団塊ヨットマン、故郷へ出航

常陽新聞新社 地域 2009-06-07

愛媛に向け1200キロ一人旅

 ヨットで故郷の愛媛県八幡浜市までUターン航海しようと、 横浜市在住の元ソニー社員、 福岡敏美さん(60)が6日午前11時、 ヨット 「CAT」 号で土浦市川口のラクスマリーナを出港した。 霞ケ浦から利根川を経て銚子マリーナに着いた後、 愛媛県八幡浜市の舌間漁港まで約20日間の日程で約1200キロを一人で航海する。

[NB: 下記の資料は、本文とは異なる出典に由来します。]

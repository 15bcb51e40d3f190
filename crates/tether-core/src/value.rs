//! Structured values, presence, and canonicalization.
//!
//! A [`Value`] is the unit of synchronized state: a scalar, an ordered
//! sequence, or a string-keyed insertion-ordered mapping. The serde form is
//! untagged, so a `Value` serializes to exactly the JSON literal it denotes
//! and parses back from it.
//!
//! Presence is the judgment of whether a value should appear in the textual
//! form at all; [`canonicalize`] prunes absent entries from a mapping one
//! level deep before encoding.

use indexmap::IndexMap;
use serde::{Deserialize, Serialize};

/// String-keyed, insertion-ordered collection of values.
pub type Map = IndexMap<String, Value>;

/// The top-level state object: parameter name to value.
///
/// Shape-identical to a mapping value; owned by the consumer. The
/// synchronizer reads it and reports decoded states back through a callback,
/// never mutating it in place.
pub type State = Map;

/// A structured value: scalar, sequence, or mapping.
///
/// `Null` is the absent-equivalent scalar. There is no distinct "absent"
/// tag in the wire form; absence is inferred by [`Value::is_present`].
#[derive(Debug, Clone, PartialEq, Serialize, Deserialize)]
#[serde(untagged)]
pub enum Value {
    /// Absent-equivalent scalar, the JSON `null`.
    Null,
    /// Boolean scalar. `false` still counts as present.
    Bool(bool),
    /// Numeric scalar. `0` still counts as present.
    Number(serde_json::Number),
    /// String scalar. The empty string counts as absent.
    String(String),
    /// Ordered sequence of values.
    Seq(Vec<Value>),
    /// String-keyed, insertion-ordered mapping.
    Map(Map),
}

impl Value {
    /// Whether this value should appear in the rendered textual form.
    ///
    /// - scalars: present unless `Null` or the empty string
    /// - sequences: present iff non-empty, without looking at the elements
    /// - mappings: present iff at least one entry value is present
    ///   (recursively)
    ///
    /// Total over any value; never fails.
    pub fn is_present(&self) -> bool {
        match self {
            Value::Null => false,
            Value::Bool(_) | Value::Number(_) => true,
            Value::String(text) => !text.is_empty(),
            Value::Seq(items) => !items.is_empty(),
            Value::Map(entries) => entries.values().any(Value::is_present),
        }
    }
}

impl Default for Value {
    fn default() -> Self {
        Value::Null
    }
}

/// Prune absent entries from a mapping, one level deep.
///
/// Keeps exactly the entries whose value is present per
/// [`Value::is_present`]. The pass is not recursive: mappings nested below
/// the pruned one are kept as-is, and an inner mapping disappears only when
/// the presence predicate judges it absent as a whole. An all-absent input
/// yields an empty map, which the encoder then drops entirely.
///
/// Idempotent: canonicalizing a canonical map returns it unchanged.
pub fn canonicalize(entries: &Map) -> Map {
    entries
        .iter()
        .filter(|(_, value)| value.is_present())
        .map(|(key, value)| (key.clone(), value.clone()))
        .collect()
}

impl From<bool> for Value {
    fn from(flag: bool) -> Self {
        Value::Bool(flag)
    }
}

impl From<i32> for Value {
    fn from(number: i32) -> Self {
        Value::Number(number.into())
    }
}

impl From<i64> for Value {
    fn from(number: i64) -> Self {
        Value::Number(number.into())
    }
}

impl From<u32> for Value {
    fn from(number: u32) -> Self {
        Value::Number(number.into())
    }
}

impl From<u64> for Value {
    fn from(number: u64) -> Self {
        Value::Number(number.into())
    }
}

impl From<f64> for Value {
    /// Non-finite floats have no JSON literal and map to `Null`.
    fn from(number: f64) -> Self {
        serde_json::Number::from_f64(number).map_or(Value::Null, Value::Number)
    }
}

impl From<serde_json::Number> for Value {
    fn from(number: serde_json::Number) -> Self {
        Value::Number(number)
    }
}

impl From<&str> for Value {
    fn from(text: &str) -> Self {
        Value::String(text.to_owned())
    }
}

impl From<String> for Value {
    fn from(text: String) -> Self {
        Value::String(text)
    }
}

impl From<Vec<Value>> for Value {
    fn from(items: Vec<Value>) -> Self {
        Value::Seq(items)
    }
}

impl From<Map> for Value {
    fn from(entries: Map) -> Self {
        Value::Map(entries)
    }
}

impl FromIterator<Value> for Value {
    fn from_iter<I: IntoIterator<Item = Value>>(items: I) -> Self {
        Value::Seq(items.into_iter().collect())
    }
}

impl FromIterator<(String, Value)> for Value {
    fn from_iter<I: IntoIterator<Item = (String, Value)>>(entries: I) -> Self {
        Value::Map(entries.into_iter().collect())
    }
}

#[cfg(test)]
mod tests {
    use super::*;

    fn map_of<const N: usize>(entries: [(&str, Value); N]) -> Map {
        entries
            .into_iter()
            .map(|(key, value)| (key.to_owned(), value))
            .collect()
    }

    #[test]
    fn empty_sequence_is_absent() {
        assert!(!Value::Seq(vec![]).is_present());
    }

    #[test]
    fn non_empty_sequence_is_present_regardless_of_elements() {
        assert!(Value::Seq(vec![Value::Null]).is_present());
        assert!(Value::Seq(vec![Value::String(String::new())]).is_present());
    }

    #[test]
    fn empty_mapping_is_absent() {
        assert!(!Value::Map(Map::new()).is_present());
    }

    #[test]
    fn mapping_with_only_absent_values_is_absent() {
        let entries = map_of([("a", Value::from("")), ("b", Value::Null)]);
        assert!(!Value::Map(entries).is_present());
    }

    #[test]
    fn mapping_with_one_present_value_is_present() {
        let entries = map_of([("a", Value::from("")), ("b", Value::from(1))]);
        assert!(Value::Map(entries).is_present());
    }

    #[test]
    fn scalar_presence() {
        assert!(!Value::from("").is_present());
        assert!(Value::from("x").is_present());
        assert!(Value::from(0).is_present());
        assert!(Value::from(false).is_present());
        assert!(!Value::Null.is_present());
    }

    #[test]
    fn presence_recurses_through_nested_mappings() {
        let inner = map_of([("deep", Value::from(""))]);
        let outer = map_of([("inner", Value::Map(inner))]);
        assert!(!Value::Map(outer).is_present());
    }

    #[test]
    fn canonicalize_keeps_only_present_entries() {
        let entries = map_of([
            ("category", Value::from("electronics")),
            ("sub_category", Value::Seq(vec![])),
        ]);
        let canonical = canonicalize(&entries);
        assert_eq!(canonical.len(), 1);
        assert_eq!(canonical.get("category"), Some(&Value::from("electronics")));
    }

    #[test]
    fn canonicalize_all_absent_yields_empty_map() {
        let entries = map_of([("a", Value::Seq(vec![])), ("b", Value::from(""))]);
        assert!(canonicalize(&entries).is_empty());
    }

    #[test]
    fn canonicalize_does_not_prune_below_one_level() {
        let deep = map_of([("kept", Value::from("")), ("live", Value::from(1))]);
        let entries = map_of([("inner", Value::Map(deep.clone()))]);
        let canonical = canonicalize(&entries);
        assert_eq!(canonical.get("inner"), Some(&Value::Map(deep)));
    }

    #[test]
    fn canonicalize_is_idempotent() {
        let entries = map_of([
            ("a", Value::from(1)),
            ("b", Value::from("")),
            ("c", Value::from(vec![Value::from("x")])),
        ]);
        let once = canonicalize(&entries);
        assert_eq!(canonicalize(&once), once);
    }

    #[test]
    fn untagged_serde_form_is_the_json_literal() {
        let value = Value::from(vec![Value::from("apple"), Value::from(2)]);
        let text = serde_json::to_string(&value).unwrap();
        assert_eq!(text, r#"["apple",2]"#);
        let parsed: Value = serde_json::from_str(&text).unwrap();
        assert_eq!(parsed, value);
    }

    #[test]
    fn null_literal_parses_to_null_variant() {
        let parsed: Value = serde_json::from_str("null").unwrap();
        assert_eq!(parsed, Value::Null);
    }
}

 福岡さんは、 当時勤務していたソニーを55歳で退職し、 現在はつくば市内にある電機メーカーの研究所でパートタイム勤務している。 「もともとアウトドアの趣味があった」 という福岡さんは、 航海の理由として 「田舎 (愛媛県八幡浜市) は、 周りが海で、 遊び場所が海だった。 海がそこにあるから」 と語った。
 2年前に船舶免許を取得し、 昨年ヨットを購入。 免許取得費用なども合わせて、 約350万円かけて 「退職したら船を持ちたい」 との夢を実現させた。 ヨットは自分で組み立て、 インストラクターもつけずに自己流で操縦を会得し、 購入後の1年間は、 時間の合間を見てヨットの上で生活していたという。

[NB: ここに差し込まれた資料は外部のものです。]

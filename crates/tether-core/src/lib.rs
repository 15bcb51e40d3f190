//! Tether - keep state and a shareable query string in lockstep
//!
//! Tether mirrors an application-owned state object into a flat,
//! human-readable query string and mirrors edits of that string back into
//! state, without redundant writes or feedback loops.
//!
//! # Pieces
//!
//! - [`value`]: the [`Value`] tagged variant (scalar / sequence / mapping),
//!   the presence predicate, and the one-level canonicalizer.
//! - [`snapshot`]: the ordered key/text [`Snapshot`] and its `?key=text`
//!   wire form.
//! - [`codec`]: [`decode`] (JSON literal with raw-text fallback) and
//!   [`encode`] (canonicalize, drop absent, serialize).
//! - [`observed`]: poll-based change watches, the explicit notification
//!   primitive the session is wired with.
//! - [`sync`]: the [`Synchronizer`] passes with the last-written-form guard,
//!   and the [`SyncSession`] subscription wiring.
//!
//! # Shape of an integration
//!
//! ```rust,ignore
//! use tether_core::prelude::*;
//!
//! let source = Observed::new(Snapshot::parse(host.current_query()));
//! let target = Observed::new(State::new());
//!
//! let sync = Synchronizer::new(host_sink, |decoded| app.commit(decoded));
//! let mut session = SyncSession::new(sync, &source, &target);
//! session.prime();
//!
//! // host notifies: the query string changed
//! source.set(Snapshot::parse(host.current_query()));
//! session.service();
//!
//! // app notifies: desired state changed
//! target.set(app.desired_state());
//! session.service();
//! ```
//!
//! Both passes run to completion synchronously; the only I/O is the one
//! sink call per genuinely new form.

#![forbid(unsafe_code)]

pub mod codec;
pub mod config;
pub mod errors;
pub mod observed;
pub mod prelude;
pub mod snapshot;
pub mod sync;
pub mod value;

pub use codec::{decode, encode};
pub use config::SyncConfig;
pub use errors::SinkError;
pub use observed::{Observed, Watch};
pub use snapshot::Snapshot;
pub use sync::{NavigateOptions, SyncSession, Synchronizer, TextSink};
pub use value::{canonicalize, Map, State, Value};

 ヨットの魅力について福岡さんは 「荒波の中を走ること。 波を読むことが難しいが、 難しさが面白い」 と語った。
 故郷への航海に向け、 1年間にわたって準備を進めてきた。 無事成功したら、 母親が一人暮らしをしている故郷の愛媛県に生活拠点を移し、 次は愛媛から沖縄方面に航海したいと話している。